(Collected data)

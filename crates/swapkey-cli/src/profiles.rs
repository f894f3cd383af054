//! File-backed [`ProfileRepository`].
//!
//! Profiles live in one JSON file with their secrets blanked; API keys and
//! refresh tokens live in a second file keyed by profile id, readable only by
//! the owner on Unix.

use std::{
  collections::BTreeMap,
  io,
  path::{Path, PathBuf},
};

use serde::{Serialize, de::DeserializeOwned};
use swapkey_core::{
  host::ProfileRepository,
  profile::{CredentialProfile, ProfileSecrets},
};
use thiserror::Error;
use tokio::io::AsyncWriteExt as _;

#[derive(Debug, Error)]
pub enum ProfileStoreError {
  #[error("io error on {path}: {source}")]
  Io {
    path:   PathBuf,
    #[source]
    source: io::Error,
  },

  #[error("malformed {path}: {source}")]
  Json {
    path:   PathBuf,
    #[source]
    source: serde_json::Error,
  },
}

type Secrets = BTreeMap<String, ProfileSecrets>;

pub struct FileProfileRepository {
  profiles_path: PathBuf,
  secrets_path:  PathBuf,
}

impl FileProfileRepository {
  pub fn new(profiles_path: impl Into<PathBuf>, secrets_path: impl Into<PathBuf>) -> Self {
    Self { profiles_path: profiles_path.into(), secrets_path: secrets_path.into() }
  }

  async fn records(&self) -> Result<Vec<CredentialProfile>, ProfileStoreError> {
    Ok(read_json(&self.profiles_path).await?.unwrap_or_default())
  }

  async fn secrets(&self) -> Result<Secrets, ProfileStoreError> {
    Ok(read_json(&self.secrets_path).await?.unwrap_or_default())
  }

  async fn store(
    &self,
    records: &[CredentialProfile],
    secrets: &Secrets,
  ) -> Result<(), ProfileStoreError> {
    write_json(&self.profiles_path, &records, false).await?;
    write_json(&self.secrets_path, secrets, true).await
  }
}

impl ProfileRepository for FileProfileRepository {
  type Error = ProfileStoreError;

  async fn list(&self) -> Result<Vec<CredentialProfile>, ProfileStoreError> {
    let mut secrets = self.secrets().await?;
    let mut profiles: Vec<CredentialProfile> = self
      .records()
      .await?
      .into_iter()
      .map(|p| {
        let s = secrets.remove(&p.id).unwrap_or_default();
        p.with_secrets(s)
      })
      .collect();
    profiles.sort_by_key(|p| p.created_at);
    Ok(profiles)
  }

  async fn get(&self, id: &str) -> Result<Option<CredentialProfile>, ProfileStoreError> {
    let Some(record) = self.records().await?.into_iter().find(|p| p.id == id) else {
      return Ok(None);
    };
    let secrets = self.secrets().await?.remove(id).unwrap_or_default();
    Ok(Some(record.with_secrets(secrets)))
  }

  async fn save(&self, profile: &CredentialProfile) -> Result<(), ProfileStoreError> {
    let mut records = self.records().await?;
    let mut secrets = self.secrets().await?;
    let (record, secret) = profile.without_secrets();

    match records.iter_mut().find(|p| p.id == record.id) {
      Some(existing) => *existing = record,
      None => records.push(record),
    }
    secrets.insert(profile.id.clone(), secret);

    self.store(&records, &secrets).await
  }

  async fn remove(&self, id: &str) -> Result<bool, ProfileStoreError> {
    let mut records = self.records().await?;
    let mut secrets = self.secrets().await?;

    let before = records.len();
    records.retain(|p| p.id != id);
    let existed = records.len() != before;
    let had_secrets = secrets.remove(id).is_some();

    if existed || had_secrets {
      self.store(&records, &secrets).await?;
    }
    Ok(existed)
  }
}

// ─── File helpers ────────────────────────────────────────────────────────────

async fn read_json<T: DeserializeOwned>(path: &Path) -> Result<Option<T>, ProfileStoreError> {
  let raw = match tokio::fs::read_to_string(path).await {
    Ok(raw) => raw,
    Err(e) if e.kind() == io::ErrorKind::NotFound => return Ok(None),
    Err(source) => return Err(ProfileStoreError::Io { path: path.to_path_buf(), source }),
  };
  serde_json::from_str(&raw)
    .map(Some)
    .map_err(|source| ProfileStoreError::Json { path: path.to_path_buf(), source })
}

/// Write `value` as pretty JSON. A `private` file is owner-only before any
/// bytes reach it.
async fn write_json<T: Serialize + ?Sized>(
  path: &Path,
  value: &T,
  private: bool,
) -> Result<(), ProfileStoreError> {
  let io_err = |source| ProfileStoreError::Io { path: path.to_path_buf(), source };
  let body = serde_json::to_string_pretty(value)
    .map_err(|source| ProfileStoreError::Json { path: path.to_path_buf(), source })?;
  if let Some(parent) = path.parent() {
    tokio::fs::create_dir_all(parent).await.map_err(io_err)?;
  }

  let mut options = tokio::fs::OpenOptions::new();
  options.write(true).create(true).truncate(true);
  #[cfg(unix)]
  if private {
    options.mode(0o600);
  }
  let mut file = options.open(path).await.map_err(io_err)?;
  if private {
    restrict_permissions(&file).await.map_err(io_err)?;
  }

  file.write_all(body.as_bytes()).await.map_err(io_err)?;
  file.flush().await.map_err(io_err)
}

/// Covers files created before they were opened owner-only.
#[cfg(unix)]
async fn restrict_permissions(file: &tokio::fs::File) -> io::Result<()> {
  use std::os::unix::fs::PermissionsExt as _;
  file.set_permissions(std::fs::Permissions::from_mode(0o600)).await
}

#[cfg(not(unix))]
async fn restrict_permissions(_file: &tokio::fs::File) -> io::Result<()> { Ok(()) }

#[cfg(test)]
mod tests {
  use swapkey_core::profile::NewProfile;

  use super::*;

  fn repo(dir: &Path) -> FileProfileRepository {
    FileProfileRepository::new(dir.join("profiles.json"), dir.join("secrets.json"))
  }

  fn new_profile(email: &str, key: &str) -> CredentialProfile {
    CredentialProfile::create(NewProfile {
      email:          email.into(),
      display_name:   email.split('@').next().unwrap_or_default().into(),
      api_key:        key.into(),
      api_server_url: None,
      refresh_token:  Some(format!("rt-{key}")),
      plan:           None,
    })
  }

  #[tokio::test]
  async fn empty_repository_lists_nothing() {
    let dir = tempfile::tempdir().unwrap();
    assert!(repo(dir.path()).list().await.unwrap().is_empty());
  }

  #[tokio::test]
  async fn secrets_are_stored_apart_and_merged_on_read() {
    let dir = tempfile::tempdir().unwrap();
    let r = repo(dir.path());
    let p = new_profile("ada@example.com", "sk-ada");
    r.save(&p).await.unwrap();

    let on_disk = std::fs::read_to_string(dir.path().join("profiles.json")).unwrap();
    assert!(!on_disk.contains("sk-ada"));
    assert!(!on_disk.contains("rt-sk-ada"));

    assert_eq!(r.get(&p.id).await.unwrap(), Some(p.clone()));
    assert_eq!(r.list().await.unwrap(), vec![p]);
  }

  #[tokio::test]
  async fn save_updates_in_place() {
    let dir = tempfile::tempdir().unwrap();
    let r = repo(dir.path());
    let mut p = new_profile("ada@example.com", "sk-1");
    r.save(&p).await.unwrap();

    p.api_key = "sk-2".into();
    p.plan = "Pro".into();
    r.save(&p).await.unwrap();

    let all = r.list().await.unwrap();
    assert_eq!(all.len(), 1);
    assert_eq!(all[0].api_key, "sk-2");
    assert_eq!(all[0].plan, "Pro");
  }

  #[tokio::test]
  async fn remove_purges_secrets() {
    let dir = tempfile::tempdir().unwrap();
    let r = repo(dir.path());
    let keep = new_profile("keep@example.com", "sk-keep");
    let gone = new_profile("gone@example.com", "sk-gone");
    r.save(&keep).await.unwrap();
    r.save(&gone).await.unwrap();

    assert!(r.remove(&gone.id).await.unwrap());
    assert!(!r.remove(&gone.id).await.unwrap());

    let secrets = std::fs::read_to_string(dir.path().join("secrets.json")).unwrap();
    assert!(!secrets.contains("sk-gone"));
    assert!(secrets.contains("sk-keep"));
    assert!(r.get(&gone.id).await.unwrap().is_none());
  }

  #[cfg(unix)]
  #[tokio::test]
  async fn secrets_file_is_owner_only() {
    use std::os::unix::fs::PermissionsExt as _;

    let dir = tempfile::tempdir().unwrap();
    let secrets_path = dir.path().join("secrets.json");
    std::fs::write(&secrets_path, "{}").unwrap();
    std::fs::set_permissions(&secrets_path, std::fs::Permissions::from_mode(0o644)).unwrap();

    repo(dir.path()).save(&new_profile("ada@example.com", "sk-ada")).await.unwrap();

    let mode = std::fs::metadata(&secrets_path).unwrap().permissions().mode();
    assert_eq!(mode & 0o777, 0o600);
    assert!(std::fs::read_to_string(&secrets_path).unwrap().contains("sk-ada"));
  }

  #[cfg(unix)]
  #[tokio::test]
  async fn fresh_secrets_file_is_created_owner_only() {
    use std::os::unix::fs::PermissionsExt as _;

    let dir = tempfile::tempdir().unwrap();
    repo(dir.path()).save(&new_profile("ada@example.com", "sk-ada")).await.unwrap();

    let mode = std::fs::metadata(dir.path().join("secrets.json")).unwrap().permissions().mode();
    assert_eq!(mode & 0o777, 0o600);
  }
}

#### Problem statement
The required output is each line of the entries that contains the word "bool".

#### Task solution
  async fn remove(&self, id: &str) -> Result<bool, ProfileStoreError> {
  private: bool,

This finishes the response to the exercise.